Being a teacher and later Principal at St. Stephen-St. Edward School, in Warwick, New York, helped Irene make her transition back to the States and her first time teaching in English. She grew to ‘love my americanos, their families, and the parish. It was just right for me.” Her Dad’s death was a “tremendous loss, at this special time in her life.” Granted a time of sabbatical as a returned missionary, she attended “Active Spirituality for a Global Community,” at the College of St. Joseph in Ohio. Irene described this as a “time of study, prayer, reflection, and of stretching ourselves to embrace a global vision.”
After one more year in Warwick as Principal, Irene was asked to become a member of a new Renewal Team, four sisters, two on the Council, two full time, concerned with planning and carrying out activities and commitments in all the local communities. It was initiated by the Assembly as an organized way to raise all sisters’ awareness of global issues. Four options were chosen by communities, because a hallmark of the effort was “different strokes for different folks.” She and Kay O’Connell lived at Most Holy Redeemer, at 4th Street in New York, and traveled the Province in a little blue hatchback Nova. Later Irene and Joan Jungerman carried on the vision while living and working at Madonna Convent, Fort Lee, New Jersey.

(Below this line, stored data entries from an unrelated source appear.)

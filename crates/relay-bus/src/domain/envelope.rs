//! # Event Envelope
//!
//! The standardized event record exchanged between producers and consumers.
//! Field names follow the CloudEvents v0.1 JSON format.
//!
//! Identity and creation time are stamped by the envelope itself: callers
//! supply the category, the producer and the payload, never `eventID` or
//! `eventTime`. Once built, an [`Event`] has no mutators.

use std::collections::BTreeMap;

use chrono::{SecondsFormat, Utc};
use serde::{Deserialize, Serialize};
use uuid::Uuid;

/// Schema version of the envelope itself, independent of payload versions.
pub const ENVELOPE_VERSION: &str = "0.1";

/// One application-level event.
#[derive(Debug, Clone, PartialEq, Eq, Serialize, Deserialize)]
#[serde(rename_all = "camelCase")]
pub struct Event {
    event_type: String,

    #[serde(default, skip_serializing_if = "is_unset")]
    event_type_version: Option<String>,

    #[serde(rename = "cloudEventsVersion")]
    envelope_version: String,

    source: String,

    #[serde(rename = "eventID")]
    id: String,

    #[serde(rename = "eventTime")]
    time: String,

    #[serde(default, skip_serializing_if = "is_unset")]
    content_type: Option<String>,

    #[serde(default, skip_serializing_if = "BTreeMap::is_empty")]
    extensions: BTreeMap<String, String>,

    #[serde(default, skip_serializing_if = "BTreeMap::is_empty")]
    data: BTreeMap<String, String>,
}

impl Event {
    /// Create an event with a fresh id and timestamp.
    pub fn new(
        event_type: impl Into<String>,
        source: impl Into<String>,
        data: BTreeMap<String, String>,
    ) -> Self {
        Self::builder(event_type, source).data(data).build()
    }

    /// Start building an event that carries optional envelope fields.
    pub fn builder(event_type: impl Into<String>, source: impl Into<String>) -> EventBuilder {
        EventBuilder::new(event_type, source)
    }

    /// Application-defined category.
    #[must_use]
    pub fn event_type(&self) -> &str {
        &self.event_type
    }

    /// Version of the application-defined category, if any.
    #[must_use]
    pub fn event_type_version(&self) -> Option<&str> {
        self.event_type_version.as_deref()
    }

    /// Envelope schema version (`cloudEventsVersion`).
    #[must_use]
    pub fn envelope_version(&self) -> &str {
        &self.envelope_version
    }

    /// Producer identity.
    #[must_use]
    pub fn source(&self) -> &str {
        &self.source
    }

    /// Unique event id (`eventID`). Consumers deduplicate on this.
    #[must_use]
    pub fn id(&self) -> &str {
        &self.id
    }

    /// RFC 3339 creation time (`eventTime`).
    #[must_use]
    pub fn time(&self) -> &str {
        &self.time
    }

    /// Payload media type, if any.
    #[must_use]
    pub fn content_type(&self) -> Option<&str> {
        self.content_type.as_deref()
    }

    #[must_use]
    pub fn extensions(&self) -> &BTreeMap<String, String> {
        &self.extensions
    }

    /// Application payload.
    #[must_use]
    pub fn data(&self) -> &BTreeMap<String, String> {
        &self.data
    }

    /// Look up a single payload entry.
    #[must_use]
    pub fn datum(&self, key: &str) -> Option<&str> {
        self.data.get(key).map(String::as_str)
    }

    /// Encode to the canonical JSON form used as a message body.
    pub fn to_json(&self) -> Result<String, serde_json::Error> {
        serde_json::to_string(self)
    }

    /// Decode from the canonical JSON form.
    pub fn from_json(json: &str) -> Result<Self, serde_json::Error> {
        serde_json::from_str(json)
    }
}

/// Builder for [`Event`] values with optional envelope fields.
///
/// The id and timestamp are assigned in [`EventBuilder::build`], not when the
/// builder is created.
#[derive(Debug, Clone)]
pub struct EventBuilder {
    event_type: String,
    source: String,
    event_type_version: Option<String>,
    content_type: Option<String>,
    extensions: BTreeMap<String, String>,
    data: BTreeMap<String, String>,
}

impl EventBuilder {
    fn new(event_type: impl Into<String>, source: impl Into<String>) -> Self {
        Self {
            event_type: event_type.into(),
            source: source.into(),
            event_type_version: None,
            content_type: None,
            extensions: BTreeMap::new(),
            data: BTreeMap::new(),
        }
    }

    /// Set the event type version.
    #[must_use]
    pub fn type_version(mut self, version: impl Into<String>) -> Self {
        self.event_type_version = non_empty(version.into());
        self
    }

    /// Set the payload media type.
    #[must_use]
    pub fn content_type(mut self, content_type: impl Into<String>) -> Self {
        self.content_type = non_empty(content_type.into());
        self
    }

    /// Add one extension attribute.
    #[must_use]
    pub fn extension(mut self, key: impl Into<String>, value: impl Into<String>) -> Self {
        self.extensions.insert(key.into(), value.into());
        self
    }

    /// Replace the payload.
    #[must_use]
    pub fn data(mut self, data: BTreeMap<String, String>) -> Self {
        self.data = data;
        self
    }

    /// Add one payload entry.
    #[must_use]
    pub fn datum(mut self, key: impl Into<String>, value: impl Into<String>) -> Self {
        self.data.insert(key.into(), value.into());
        self
    }

    /// Stamp id and time and produce the immutable event.
    #[must_use]
    pub fn build(self) -> Event {
        Event {
            event_type: self.event_type,
            event_type_version: self.event_type_version,
            envelope_version: ENVELOPE_VERSION.to_string(),
            source: self.source,
            id: Uuid::new_v4().to_string(),
            time: Utc::now().to_rfc3339_opts(SecondsFormat::Secs, true),
            content_type: self.content_type,
            extensions: self.extensions,
            data: self.data,
        }
    }
}

/// Empty optional strings count as absent on the wire.
fn is_unset(value: &Option<String>) -> bool {
    value.as_deref().map_or(true, str::is_empty)
}

fn non_empty(value: String) -> Option<String> {
    (!value.is_empty()).then_some(value)
}
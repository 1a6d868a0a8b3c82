//! # Delivery Wrapper
//!
//! The broker wraps every published body in its own notification envelope
//! before handing it to a subscribed queue. Reading an event is therefore a
//! two-layer decode: wrapper first, then the [`Event`] serialized in its
//! `Message` field.

use chrono::{SecondsFormat, Utc};
use serde::{Deserialize, Serialize};

use crate::domain::envelope::Event;
use crate::domain::resources::{MessageId, ResourceId};
use crate::error::DecodeError;

/// `Type` value of a topic notification.
pub const NOTIFICATION_TYPE: &str = "Notification";

/// Broker-imposed delivery envelope.
///
/// Unknown fields (signatures, unsubscribe links) are ignored on decode.
#[derive(Debug, Clone, PartialEq, Eq, Serialize, Deserialize)]
#[serde(rename_all = "PascalCase")]
pub struct DeliveryWrapper {
    #[serde(rename = "Type")]
    pub kind: String,

    pub message_id: String,

    /// Published body, verbatim.
    pub message: String,

    #[serde(default, skip_serializing_if = "Option::is_none")]
    pub topic_arn: Option<String>,

    #[serde(default, skip_serializing_if = "Option::is_none")]
    pub timestamp: Option<String>,
}

impl DeliveryWrapper {
    /// Wrap a published body the way a topic does on fan-out.
    pub fn notification(message_id: &MessageId, topic: &ResourceId, message: impl Into<String>) -> Self {
        Self {
            kind: NOTIFICATION_TYPE.to_string(),
            message_id: message_id.to_string(),
            message: message.into(),
            topic_arn: Some(topic.to_string()),
            timestamp: Some(Utc::now().to_rfc3339_opts(SecondsFormat::Millis, true)),
        }
    }

    pub fn to_json(&self) -> Result<String, serde_json::Error> {
        serde_json::to_string(self)
    }

    pub fn from_json(json: &str) -> Result<Self, serde_json::Error> {
        serde_json::from_str(json)
    }
}

/// Decode a queue message body into the event it carries.
pub fn decode_delivery(body: &str) -> Result<Event, DecodeError> {
    let wrapper = DeliveryWrapper::from_json(body).map_err(DecodeError::Wrapper)?;
    Event::from_json(&wrapper.message).map_err(DecodeError::Envelope)
}
#[cfg(test)]
mod tests {
    use super::*;
    use std::time::Duration;

    fn request(visibility_secs: u64, wait_secs: u64) -> ReceiveRequest {
        ReceiveRequest {
            max_messages: 1,
            visibility_timeout: Duration::from_secs(visibility_secs),
            wait_time: Duration::from_secs(wait_secs),
        }
    }

    /// Topic and queue wired together with an admitting policy.
    async fn bound_pair(broker: &InMemoryBroker) -> (TopicHandle, QueueHandle) {
        let topic = broker.create_topic("orders").await.unwrap();
        let queue = broker.create_queue("billing").await.unwrap();
        let queue_id = broker.queue_resource_id(&queue).await.unwrap();
        broker.subscribe(&topic, &queue_id).await.unwrap();
        let policy = PolicyDocument::build(&queue_id, topic.resource_id());
        broker
            .set_queue_policy(&queue, &policy.to_json().unwrap())
            .await
            .unwrap();
        (topic, queue)
    }

    #[tokio::test]
    async fn test_create_is_idempotent() {
        let broker = InMemoryBroker::new();
        let first = broker.create_topic("orders").await.unwrap();
        let second = broker.create_topic("orders").await.unwrap();
        assert_eq!(first, second);
        assert_eq!(broker.topic_count(), 1);

        let q1 = broker.create_queue("billing").await.unwrap();
        let q2 = broker.create_queue("billing").await.unwrap();
        assert_eq!(q1, q2);
        assert_eq!(broker.queue_count(), 1);
    }

    #[tokio::test]
    async fn test_invalid_names_rejected() {
        let broker = InMemoryBroker::new();
        assert!(matches!(
            broker.create_topic("has space").await,
            Err(BrokerError::Rejected(_))
        ));
        assert!(matches!(
            broker.create_queue(&"q".repeat(MAX_NAME_LEN + 1)).await,
            Err(BrokerError::Rejected(_))
        ));
    }

    #[tokio::test]
    async fn test_subscribe_is_idempotent_per_endpoint() {
        let broker = InMemoryBroker::new();
        let topic = broker.create_topic("orders").await.unwrap();
        let endpoint = ResourceId::new("arn:memory:sqs:local:billing");

        let first = broker.subscribe(&topic, &endpoint).await.unwrap();
        let second = broker.subscribe(&topic, &endpoint).await.unwrap();
        assert_eq!(first, second);
        assert_eq!(broker.subscription_count(&topic), 1);
    }

    #[tokio::test]
    async fn test_publish_wraps_body() {
        let broker = InMemoryBroker::new();
        let (topic, queue) = bound_pair(&broker).await;

        let published = broker.publish(&topic, "payload").await.unwrap();
        let received = broker.receive(&queue, request(20, 0)).await.unwrap();
        assert_eq!(received.len(), 1);

        let wrapper = DeliveryWrapper::from_json(&received[0].body).unwrap();
        assert_eq!(wrapper.kind, "Notification");
        assert_eq!(wrapper.message_id, published.as_str());
        assert_eq!(wrapper.message, "payload");
        assert_eq!(wrapper.topic_arn.as_deref(), Some(topic.resource_id().as_str()));
    }

    #[tokio::test]
    async fn test_delivery_requires_policy() {
        let broker = InMemoryBroker::new();
        let topic = broker.create_topic("orders").await.unwrap();
        let queue = broker.create_queue("billing").await.unwrap();
        let queue_id = broker.queue_resource_id(&queue).await.unwrap();
        broker.subscribe(&topic, &queue_id).await.unwrap();

        broker.publish(&topic, "dropped").await.unwrap();
        assert_eq!(broker.queue_depth(&queue), 0);

        let other = ResourceId::new("arn:memory:sns:local:other");
        let wrong = PolicyDocument::build(&queue_id, &other);
        broker
            .set_queue_policy(&queue, &wrong.to_json().unwrap())
            .await
            .unwrap();
        broker.publish(&topic, "still dropped").await.unwrap();
        assert_eq!(broker.queue_depth(&queue), 0);
        assert_eq!(broker.published_count(), 2);
    }

    #[tokio::test]
    async fn test_set_policy_overwrites() {
        let broker = InMemoryBroker::new();
        let (topic, queue) = bound_pair(&broker).await;
        let queue_id = broker.queue_resource_id(&queue).await.unwrap();

        let replacement = PolicyDocument::build(&queue_id, &ResourceId::new("arn:memory:sns:local:x"));
        broker
            .set_queue_policy(&queue, &replacement.to_json().unwrap())
            .await
            .unwrap();

        assert_eq!(broker.queue_policy(&queue), Some(replacement));
        broker.publish(&topic, "dropped").await.unwrap();
        assert_eq!(broker.queue_depth(&queue), 0);
    }

    #[tokio::test]
    async fn test_malformed_policy_rejected() {
        let broker = InMemoryBroker::new();
        let queue = broker.create_queue("billing").await.unwrap();
        assert!(matches!(
            broker.set_queue_policy(&queue, "{not json").await,
            Err(BrokerError::Rejected(_))
        ));
    }

    #[tokio::test(start_paused = true)]
    async fn test_receive_waits_out_window_when_empty() {
        let broker = InMemoryBroker::new();
        let (_, queue) = bound_pair(&broker).await;

        let started = Instant::now();
        let received = broker.receive(&queue, request(20, 5)).await.unwrap();
        assert!(received.is_empty());
        assert_eq!(started.elapsed(), Duration::from_secs(5));
    }

    #[tokio::test(start_paused = true)]
    async fn test_receive_wakes_on_publish() {
        let broker = Arc::new(InMemoryBroker::new());
        let (topic, queue) = bound_pair(&broker).await;

        let publisher = Arc::clone(&broker);
        tokio::spawn(async move {
            tokio::time::sleep(Duration::from_secs(2)).await;
            publisher.publish(&topic, "late").await.unwrap();
        });

        let started = Instant::now();
        let received = broker.receive(&queue, request(20, 20)).await.unwrap();
        assert_eq!(received.len(), 1);
        assert!(started.elapsed() < Duration::from_secs(20));
    }

    #[tokio::test(start_paused = true)]
    async fn test_in_flight_message_is_hidden_then_redelivered() {
        let broker = InMemoryBroker::new();
        let (topic, queue) = bound_pair(&broker).await;
        broker.publish(&topic, "once").await.unwrap();

        let first = broker.receive(&queue, request(10, 0)).await.unwrap();
        assert_eq!(first.len(), 1);
        assert!(broker.receive(&queue, request(10, 0)).await.unwrap().is_empty());

        tokio::time::advance(Duration::from_secs(11)).await;
        let second = broker.receive(&queue, request(10, 0)).await.unwrap();
        assert_eq!(second.len(), 1);
        assert_eq!(second[0].message_id, first[0].message_id);
        assert_ne!(second[0].receipt, first[0].receipt);
    }

    #[tokio::test]
    async fn test_delete_consumes_receipt_once() {
        let broker = InMemoryBroker::new();
        let (topic, queue) = bound_pair(&broker).await;
        broker.publish(&topic, "once").await.unwrap();

        let received = broker.receive(&queue, request(30, 0)).await.unwrap();
        let receipt = &received[0].receipt;

        broker.delete_message(&queue, receipt).await.unwrap();
        assert_eq!(broker.queue_depth(&queue), 0);
        assert!(matches!(
            broker.delete_message(&queue, receipt).await,
            Err(BrokerError::InvalidReceipt(_))
        ));
    }

    #[tokio::test(start_paused = true)]
    async fn test_expired_receipt_rejected() {
        let broker = InMemoryBroker::new();
        let (topic, queue) = bound_pair(&broker).await;
        broker.publish(&topic, "slow consumer").await.unwrap();

        let received = broker.receive(&queue, request(5, 0)).await.unwrap();
        tokio::time::advance(Duration::from_secs(6)).await;

        assert!(matches!(
            broker.delete_message(&queue, &received[0].receipt).await,
            Err(BrokerError::InvalidReceipt(_))
        ));
        assert_eq!(broker.queue_depth(&queue), 1);
    }

    #[tokio::test]
    async fn test_fault_injection_counts_down() {
        let broker = InMemoryBroker::new();
        broker.fail_next(BrokerOperation::CreateTopic, 2);

        assert!(matches!(
            broker.create_topic("orders").await,
            Err(BrokerError::Unavailable(_))
        ));
        assert!(broker.create_topic("orders").await.is_err());
        assert!(broker.create_topic("orders").await.is_ok());
    }

    #[tokio::test]
    async fn test_out_of_range_durations_rejected() {
        let broker = InMemoryBroker::new();
        let (topic, queue) = bound_pair(&broker).await;
        broker.publish(&topic, "kept").await.unwrap();

        assert!(matches!(
            broker.receive(&queue, request(u64::MAX, 0)).await,
            Err(BrokerError::Rejected(_))
        ));
        assert!(matches!(
            broker.receive(&queue, request(30, u64::MAX)).await,
            Err(BrokerError::Rejected(_))
        ));

        // Nothing was handed out, so the message is still visible.
        let received = broker.receive(&queue, request(30, 0)).await.unwrap();
        assert_eq!(received.len(), 1);
        assert!(received[0].body.contains("kept"));
    }

    #[tokio::test]
    async fn test_unknown_queue_not_found() {
        let broker = InMemoryBroker::new();
        let ghost = QueueHandle::new("ghost", "memory://queues/ghost");
        assert!(matches!(
            broker.receive(&ghost, request(1, 0)).await,
            Err(BrokerError::NotFound(_))
        ));
        assert!(matches!(
            broker.inject_raw(&ghost, "x"),
            Err(BrokerError::NotFound(_))
        ));
    }
}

From 1985 on, teaching Spanish was Irene’s loved ministry—at St. Mary, Greenwich, Connecticut; and then at Msgr. Ryan High School, and Elizabeth Seton Academy, both in Dorchester, Massachusetts, until 2004. This was followed by a four-month sabbatical in San Antonio, Texas, called “Ministry to Ministers,” and then a ten-year commitment to the ESL classes at Province-sponsored Caroline House in Bridgeport. The last time Irene updated her autobiography she wrote, “I found this to the perfect place at this time in my life.” She lived at Wilton, first in the yellow house and then at Villa Notre Dame. In 2021 she was part of the large community that moved to The Watermark on Park Avenue in Bridgeport. After a short illness, Irene died at nearby St. Vincent Hospital.
At St. Andrew Church in Bridgeport, on October 2, Irene’s Mass of Christian Burial was presided over by Msgr. Robert Crofut. Sister Eileen Shea conducted the loving remembrance of Irene at the Wake Service; Peg Regan recalled fondly their years together in Aguas Buenas. Irene’s sister, Mrs. Catherine (Kay) Post, the oldest of the four girls in the family, was present with her sons Billy, Stephen, and Stephen’s wife. Billy spoke for the family at the Wake; Stephen did a reading at the liturgy. Burial followed in Bethel, Connecticut, at St. Mary Cemetery.